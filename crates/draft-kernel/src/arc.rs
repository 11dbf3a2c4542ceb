//! Three-point circle fitting and arc bookkeeping.
//!
//! ## Curvature convention
//!
//! Every arc-producing path (polyline arcs, dimension arcs, circle fits) goes
//! through [`arc_control_point`] and [`fit_arc`]: the arc bulges toward the
//! side of the chord where the cursor lies, measured with the left normal of
//! `start → end`. Near-collinear input degrades to the chord midpoint and
//! then to "no arc", never to a flipped arc.

use std::f64::consts::TAU;

use lyon_geom::{Angle, point, vector};

use crate::error::{KernelError, Result, require_positive};
use crate::geometry::{EPSILON, Point};

/// Sampling density for [`adaptive_segment_count`].
pub const ARC_SEGMENTS_PER_RADIAN: f64 = 12.0;

/// Floor for [`adaptive_segment_count`], so short arcs still look round.
pub const MIN_ARC_SEGMENTS: usize = 8;

/// A circular arc. `sweep_angle` is signed (positive = counter-clockwise)
/// and `|sweep_angle| <= 2π`; `radius > 0` always holds.
#[derive(Debug, Clone, Copy, PartialEq)]
pub struct Arc {
    center: Point,
    radius: f64,
    start_angle: f64,
    sweep_angle: f64,
}

impl Arc {
    pub fn new(center: Point, radius: f64, start_angle: f64, sweep_angle: f64) -> Result<Self> {
        if !center.is_finite() || !start_angle.is_finite() || !sweep_angle.is_finite() {
            return Err(KernelError::NonFinite { what: "arc" });
        }
        let radius = require_positive("radius", radius)?;
        Ok(Self {
            center,
            radius,
            start_angle,
            sweep_angle: sweep_angle.clamp(-TAU, TAU),
        })
    }

    /// Full counter-clockwise turn starting at angle 0.
    ///
    /// Callers pass an already validated radius.
    pub(crate) fn full_circle(center: Point, radius: f64) -> Self {
        Self { center, radius, start_angle: 0.0, sweep_angle: TAU }
    }

    #[inline]
    pub fn center(&self) -> Point {
        self.center
    }

    #[inline]
    pub fn radius(&self) -> f64 {
        self.radius
    }

    #[inline]
    pub fn start_angle(&self) -> f64 {
        self.start_angle
    }

    #[inline]
    pub fn sweep_angle(&self) -> f64 {
        self.sweep_angle
    }

    #[inline]
    pub fn end_angle(&self) -> f64 {
        self.start_angle + self.sweep_angle
    }

    #[inline]
    pub fn is_ccw(&self) -> bool {
        self.sweep_angle >= 0.0
    }

    /// Point at parameter `t` in `[0, 1]` along the sweep.
    #[inline]
    pub fn point_at(&self, t: f64) -> Point {
        self.center + Point::from_angle(self.start_angle + self.sweep_angle * t) * self.radius
    }

    #[inline]
    pub fn start_point(&self) -> Point {
        self.point_at(0.0)
    }

    #[inline]
    pub fn end_point(&self) -> Point {
        self.point_at(1.0)
    }

    /// Arc length.
    #[inline]
    pub fn length(&self) -> f64 {
        self.radius * self.sweep_angle.abs()
    }
}

/// Wrap an angle into `[0, 2π)`.
#[inline]
pub fn normalize_angle(radians: f64) -> f64 {
    let wrapped = radians.rem_euclid(TAU);
    // rem_euclid can round up to exactly TAU for tiny negative input.
    if wrapped >= TAU { 0.0 } else { wrapped }
}

/// Center of the circle through three points, `None` when collinear.
///
/// Computed relative to `p1` to keep precision for large coordinates. The
/// collinearity test compares the cross product against `|b||c|`, so it
/// holds at any drawing scale.
pub fn circumcenter(p1: Point, p2: Point, p3: Point) -> Option<Point> {
    let b = p2 - p1;
    let c = p3 - p1;
    let d = 2.0 * b.cross(c);

    if d.abs() <= 2.0 * EPSILON * b.length() * c.length() {
        return None;
    }

    let b_sq = b.dot(b);
    let c_sq = c.dot(c);
    let ux = (c.y * b_sq - b.y * c_sq) / d;
    let uy = (b.x * c_sq - c.x * b_sq) / d;
    Some(p1 + Point::new(ux, uy))
}

/// Center and radius of the circle through three points.
pub fn circumcircle(p1: Point, p2: Point, p3: Point) -> Option<(Point, f64)> {
    let center = circumcenter(p1, p2, p3)?;
    Some((center, center.distance(p1)))
}

/// Control point that shapes an arc from `start` to `end` toward `cursor`.
///
/// The chord midpoint is pushed along the chord's left normal by the cursor's
/// signed perpendicular distance. When that distance is (nearly) zero the
/// plain midpoint comes back, and [`fit_arc`] will then report "no arc".
pub fn arc_control_point(start: Point, end: Point, cursor: Point) -> Point {
    let mid = start.midpoint(end);
    let Some(dir) = (end - start).normalized() else {
        return mid;
    };

    let normal = dir.perp();
    let offset = (cursor - start).dot(normal);
    if offset.abs() < EPSILON {
        return mid;
    }
    mid + normal * offset
}

/// Signed sweep from `start` to `end` that passes through `control`.
///
/// Measuring both counter-clockwise deltas from `start`: if the control point
/// comes first, the arc runs counter-clockwise and the end angle is unwrapped
/// forward; otherwise it runs clockwise.
pub fn sweep_through(center: Point, start: Point, control: Point, end: Point) -> f64 {
    let a_start = (start - center).angle();
    let to_control = normalize_angle((control - center).angle() - a_start);
    let to_end = normalize_angle((end - center).angle() - a_start);

    if to_control <= to_end { to_end } else { to_end - TAU }
}

/// Arc from `start` to `end` passing through `through`.
///
/// `None` when the three points are collinear (including coincident
/// endpoints). Callers treat that as "no arc possible".
pub fn fit_arc(start: Point, end: Point, through: Point) -> Option<Arc> {
    let center = circumcenter(start, through, end)?;
    let radius = center.distance(start);
    if radius < EPSILON {
        return None;
    }

    let sweep = sweep_through(center, start, through, end);
    Some(Arc {
        center,
        radius,
        start_angle: (start - center).angle(),
        sweep_angle: sweep,
    })
}

/// Arc from `start` to `end` curved toward a free cursor position.
pub fn fit_arc_toward(start: Point, end: Point, cursor: Point) -> Option<Arc> {
    fit_arc(start, end, arc_control_point(start, end, cursor))
}

/// Segment count that keeps smoothness independent of radius.
#[inline]
pub fn adaptive_segment_count(sweep_angle: f64) -> usize {
    let scaled = (sweep_angle.abs() * ARC_SEGMENTS_PER_RADIAN).ceil() as usize;
    scaled.max(MIN_ARC_SEGMENTS)
}

/// `segments + 1` evenly spaced points from the start to the end of the arc.
pub fn sample_arc(arc: &Arc, segments: usize) -> Vec<Point> {
    let n = segments.max(1);
    (0..=n).map(|i| arc.point_at(i as f64 / n as f64)).collect()
}

/// Flatten to within `tolerance` of the true curve.
///
/// The first point is the arc start; the last is the arc end.
pub fn flatten_arc(arc: &Arc, tolerance: f64) -> Result<Vec<Point>> {
    let tolerance = require_positive("flattening tolerance", tolerance)?;

    let curve = lyon_geom::Arc {
        center: point(arc.center.x, arc.center.y),
        radii: vector(arc.radius, arc.radius),
        start_angle: Angle::radians(arc.start_angle),
        sweep_angle: Angle::radians(arc.sweep_angle),
        x_rotation: Angle::radians(0.0),
    };

    let mut points = vec![arc.start_point()];
    curve.for_each_flattened(tolerance, &mut |segment| {
        points.push(Point::new(segment.to.x, segment.to.y));
    });
    Ok(points)
}
//! Generate pattern swatch sheets for documentation and reference.
//!
//! Creates a grid with one swatch per pattern kind and a label below each.

use std::fs;

use resvg::usvg;
use tiny_skia::Pixmap;
use tracing::info;

use draft_kernel::{Bounds, HatchSpec, PatternKind, Point, tile};

use super::common::{CliResult, RenderedLayer, flag_number, flag_value, push_primitive};

const SWATCH_SIZE: f64 = 108.0;
const LABEL_HEIGHT: f64 = 14.0;
const GUTTER: f64 = 10.0;
const MARGIN: f64 = 18.0;
const COLUMNS: usize = 7;

const DEFAULT_SPACING: f64 = 8.0;
const DEFAULT_ANGLE: f64 = 0.0;

/// Swatch sheet settings.
#[derive(Debug, Clone, Copy, PartialEq)]
pub struct SheetOptions {
    pub spacing: f64,
    pub angle: f64,
    pub stroke_width: f64,
    /// Clip swatches to circles instead of squares.
    pub circles: bool,
}

impl Default for SheetOptions {
    fn default() -> Self {
        Self { spacing: DEFAULT_SPACING, angle: DEFAULT_ANGLE, stroke_width: 1.0, circles: false }
    }
}

fn sheet_size(count: usize) -> (f64, f64) {
    let rows = count.div_ceil(COLUMNS);
    let width = 2.0 * MARGIN + COLUMNS as f64 * (SWATCH_SIZE + GUTTER) - GUTTER;
    let height = 2.0 * MARGIN + rows as f64 * (SWATCH_SIZE + LABEL_HEIGHT + GUTTER) - GUTTER;
    (width, height)
}

fn swatch_bounds(x: f64, y: f64, circles: bool) -> CliResult<Bounds> {
    let half = SWATCH_SIZE / 2.0;
    Ok(if circles {
        Bounds::circle(Point::new(x + half, y + half), half)?
    } else {
        Bounds::rect(x, y, x + SWATCH_SIZE, y + SWATCH_SIZE)?
    })
}

/// Build the swatch sheet SVG.
pub fn swatch_sheet(options: &SheetOptions) -> CliResult<String> {
    let kinds = PatternKind::all();
    let (width, height) = sheet_size(kinds.len());

    let mut svg = String::new();
    svg.push_str(&format!(
        r##"<?xml version="1.0" encoding="UTF-8"?>
<svg xmlns="http://www.w3.org/2000/svg" width="{width:.2}" height="{height:.2}" viewBox="0 0 {width:.2} {height:.2}">
  <title>Pattern Swatches - draft-kernel</title>
  <rect width="100%" height="100%" fill="white"/>
"##
    ));

    for (idx, &kind) in kinds.iter().enumerate() {
        let x = MARGIN + (idx % COLUMNS) as f64 * (SWATCH_SIZE + GUTTER);
        let y = MARGIN + (idx / COLUMNS) as f64 * (SWATCH_SIZE + LABEL_HEIGHT + GUTTER);
        let bounds = swatch_bounds(x, y, options.circles)?;
        let spec = HatchSpec::new(kind, options.spacing, options.angle)?;
        let layer = RenderedLayer { kind, color: spec.color(), primitives: tile(&bounds, &spec) };

        svg.push_str(&format!(
            "  <g id=\"swatch-{kind}\" color=\"{}\" {} stroke-width=\"{}\" stroke-linecap=\"round\">\n",
            layer.color,
            layer.paint(),
            options.stroke_width
        ));
        for primitive in &layer.primitives {
            push_primitive(&mut svg, primitive, options.stroke_width);
        }
        svg.push_str("  </g>\n");

        let outline: Vec<String> = bounds.outline().iter().map(|p| format!("{:.2},{:.2}", p.x, p.y)).collect();
        svg.push_str(&format!(
            "  <polygon points=\"{}\" fill=\"none\" stroke=\"#cccccc\" stroke-width=\"0.5\"/>\n",
            outline.join(" ")
        ));
        svg.push_str(&format!(
            "  <text x=\"{:.2}\" y=\"{:.2}\" font-family=\"sans-serif\" font-size=\"10\" text-anchor=\"middle\" fill=\"#333333\">{kind}</text>\n",
            x + SWATCH_SIZE / 2.0,
            y + SWATCH_SIZE + LABEL_HEIGHT - 3.0
        ));
    }

    svg.push_str("</svg>\n");
    Ok(svg)
}

/// Execute the swatches command.
pub fn cmd_swatches(args: &[String]) -> CliResult {
    let mut output_path = "pattern_swatches.svg".to_string();
    let mut png_output: Option<String> = None;
    let mut png_scale = 2.0_f64;
    let mut options = SheetOptions::default();

    let mut i = 0;
    while i < args.len() {
        match args[i].as_str() {
            "-o" | "--output" => output_path = flag_value(args, &mut i, "--output")?.to_string(),
            "-s" | "--spacing" => options.spacing = flag_number(args, &mut i, "--spacing")?,
            "-a" | "--angle" => options.angle = flag_number(args, &mut i, "--angle")?,
            "-w" | "--stroke-width" => options.stroke_width = flag_number(args, &mut i, "--stroke-width")?,
            "--circles" => options.circles = true,
            "--png" => png_output = Some(flag_value(args, &mut i, "--png")?.to_string()),
            "--png-scale" => png_scale = flag_number(args, &mut i, "--png-scale")?,
            "-h" | "--help" => {
                print_usage();
                return Ok(());
            }
            other => return Err(format!("unknown option: {other}").into()),
        }
        i += 1;
    }

    info!(
        "Generating {} swatches (spacing {}, angle {}°)",
        PatternKind::all().len(),
        options.spacing,
        options.angle
    );
    let svg = swatch_sheet(&options)?;
    fs::write(&output_path, &svg)?;
    info!("Wrote: {}", output_path);

    if let Some(png_path) = png_output {
        let (width, height) = sheet_size(PatternKind::all().len());
        render_png(&svg, &png_path, png_scale, width, height)?;
    }
    Ok(())
}

/// Rasterize an SVG with resvg.
fn render_png(svg: &str, png_path: &str, scale: f64, width: f64, height: f64) -> CliResult {
    let tree = usvg::Tree::from_str(svg, &usvg::Options::default())?;

    let pixmap_width = (width * scale).ceil() as u32;
    let pixmap_height = (height * scale).ceil() as u32;
    let mut pixmap = Pixmap::new(pixmap_width, pixmap_height)
        .ok_or_else(|| format!("cannot allocate a {pixmap_width}x{pixmap_height} pixmap"))?;
    pixmap.fill(tiny_skia::Color::WHITE);

    let transform = tiny_skia::Transform::from_scale(scale as f32, scale as f32);
    resvg::render(&tree, transform, &mut pixmap.as_mut());
    pixmap.save_png(png_path)?;

    info!("Wrote: {} ({}x{})", png_path, pixmap_width, pixmap_height);
    Ok(())
}

fn print_usage() {
    eprintln!("draft-kernel swatches - Generate pattern swatch sheet");
    eprintln!();
    eprintln!("USAGE:");
    eprintln!("    draft-kernel swatches [OPTIONS]");
    eprintln!();
    eprintln!("OPTIONS:");
    eprintln!("    -o, --output <file>    Output SVG file (default: pattern_swatches.svg)");
    eprintln!("    -s, --spacing <n>      Pattern spacing (default: {DEFAULT_SPACING})");
    eprintln!("    -a, --angle <deg>      Pattern angle (default: {DEFAULT_ANGLE})");
    eprintln!("    -w, --stroke-width <n> Line width (default: 1.0)");
    eprintln!("    --circles              Clip swatches to circles");
    eprintln!("    --png <file>           Also generate PNG output");
    eprintln!("    --png-scale <n>        PNG scale factor (default: 2.0)");
}
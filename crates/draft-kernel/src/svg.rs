//! Boundary import from SVG.
//!
//! Closed shapes drawn elsewhere (a room outline, a wall section) become
//! polygon [`Bounds`] for tiling. Full documents go through usvg, which
//! resolves CSS, `<use>` and shape elements; bare path data strings go
//! through svgtypes. Curves are flattened with lyon_geom in both cases.
//!
//! Every subpath becomes its own polygon; fewer than three distinct points
//! after flattening means the subpath is skipped.

use lyon_geom::{CubicBezierSegment, QuadraticBezierSegment, point};
use svgtypes::{SimplePathSegment, SimplifyingPathParser};
use tracing::debug;
use usvg::tiny_skia_path::PathSegment;

use crate::bounds::Bounds;
use crate::error::{KernelError, Result};
use crate::geometry::Point;

/// Maximum deviation of flattened curves from the true curve, in document units.
const CURVE_TOLERANCE: f64 = 0.1;

/// Consecutive points closer than this are merged.
const DEDUP_TOLERANCE: f64 = 1e-6;

/// Accumulates flattened subpaths.
#[derive(Default)]
struct RingBuilder {
    rings: Vec<Vec<Point>>,
    current: Vec<Point>,
}

impl RingBuilder {
    fn last(&self) -> Option<Point> {
        self.current.last().copied()
    }

    fn move_to(&mut self, p: Point) {
        self.finish_ring();
        self.current.push(p);
    }

    fn line_to(&mut self, p: Point) {
        self.current.push(p);
    }

    fn quad_to(&mut self, ctrl: Point, to: Point) {
        let Some(from) = self.last() else {
            self.current.push(to);
            return;
        };
        let curve = QuadraticBezierSegment {
            from: point(from.x, from.y),
            ctrl: point(ctrl.x, ctrl.y),
            to: point(to.x, to.y),
        };
        curve.for_each_flattened(CURVE_TOLERANCE, &mut |segment| {
            self.current.push(Point::new(segment.to.x, segment.to.y));
        });
    }

    fn cubic_to(&mut self, ctrl1: Point, ctrl2: Point, to: Point) {
        let Some(from) = self.last() else {
            self.current.push(to);
            return;
        };
        let curve = CubicBezierSegment {
            from: point(from.x, from.y),
            ctrl1: point(ctrl1.x, ctrl1.y),
            ctrl2: point(ctrl2.x, ctrl2.y),
            to: point(to.x, to.y),
        };
        curve.for_each_flattened(CURVE_TOLERANCE, &mut |segment| {
            self.current.push(Point::new(segment.to.x, segment.to.y));
        });
    }

    fn finish_ring(&mut self) {
        let mut ring = std::mem::take(&mut self.current);
        ring.dedup_by(|a, b| a.approx_eq(*b, DEDUP_TOLERANCE));
        if ring.len() >= 3 {
            self.rings.push(ring);
        }
    }

    fn into_bounds(mut self) -> Vec<Bounds> {
        self.finish_ring();
        self.rings.into_iter().filter_map(|ring| Bounds::polygon(ring).ok()).collect()
    }
}

/// Every closed outline in an SVG document, in document coordinates.
pub fn bounds_from_svg(svg_content: &str) -> Result<Vec<Bounds>> {
    let options = usvg::Options::default();
    let tree = usvg::Tree::from_str(svg_content, &options).map_err(|e| KernelError::Svg(e.to_string()))?;

    let mut bounds = Vec::new();
    collect_group(tree.root(), &mut bounds);
    debug!(count = bounds.len(), "extracted bounds from SVG document");

    if bounds.is_empty() { Err(KernelError::NoBounds) } else { Ok(bounds) }
}

fn collect_group(group: &usvg::Group, out: &mut Vec<Bounds>) {
    for child in group.children() {
        match child {
            usvg::Node::Group(inner) => collect_group(inner, out),
            usvg::Node::Path(path) => out.extend(path_bounds(path)),
            _ => {}
        }
    }
}

/// Flatten one usvg path, applying its absolute transform.
fn path_bounds(path: &usvg::Path) -> Vec<Bounds> {
    let ts = path.abs_transform();
    let map = |p: usvg::tiny_skia_path::Point| {
        let (x, y) = (p.x as f64, p.y as f64);
        Point::new(
            ts.sx as f64 * x + ts.kx as f64 * y + ts.tx as f64,
            ts.ky as f64 * x + ts.sy as f64 * y + ts.ty as f64,
        )
    };

    let mut builder = RingBuilder::default();
    for segment in path.data().segments() {
        match segment {
            PathSegment::MoveTo(p) => builder.move_to(map(p)),
            PathSegment::LineTo(p) => builder.line_to(map(p)),
            PathSegment::QuadTo(ctrl, p) => builder.quad_to(map(ctrl), map(p)),
            PathSegment::CubicTo(ctrl1, ctrl2, p) => builder.cubic_to(map(ctrl1), map(ctrl2), map(p)),
            PathSegment::Close => builder.finish_ring(),
        }
    }
    builder.into_bounds()
}

/// Closed outlines from an SVG path `d` attribute.
///
/// Relative commands, shorthand curves and elliptical arcs are resolved to
/// absolute lines and Béziers before flattening.
pub fn bounds_from_path_data(data: &str) -> Result<Vec<Bounds>> {
    let mut builder = RingBuilder::default();
    for segment in SimplifyingPathParser::from(data) {
        match segment.map_err(|e| KernelError::PathData(e.to_string()))? {
            SimplePathSegment::MoveTo { x, y } => builder.move_to(Point::new(x, y)),
            SimplePathSegment::LineTo { x, y } => builder.line_to(Point::new(x, y)),
            SimplePathSegment::Quadratic { x1, y1, x, y } => {
                builder.quad_to(Point::new(x1, y1), Point::new(x, y));
            }
            SimplePathSegment::CurveTo { x1, y1, x2, y2, x, y } => {
                builder.cubic_to(Point::new(x1, y1), Point::new(x2, y2), Point::new(x, y));
            }
            SimplePathSegment::ClosePath => builder.finish_ring(),
        }
    }

    let bounds = builder.into_bounds();
    if bounds.is_empty() { Err(KernelError::NoBounds) } else { Ok(bounds) }
}

// ============================================================================
// TESTS
// ============================================================================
────────
* **YOUR TASK**
Your response should be each line that includes the word "PatternKind", copied from the records.

* **TASK SOLUTION**
use draft_kernel::{Bounds, HatchSpec, PatternKind, Point, tile};
    let kinds = PatternKind::all();
        PatternKind::all().len(),
        let (width, height) = sheet_size(PatternKind::all().len());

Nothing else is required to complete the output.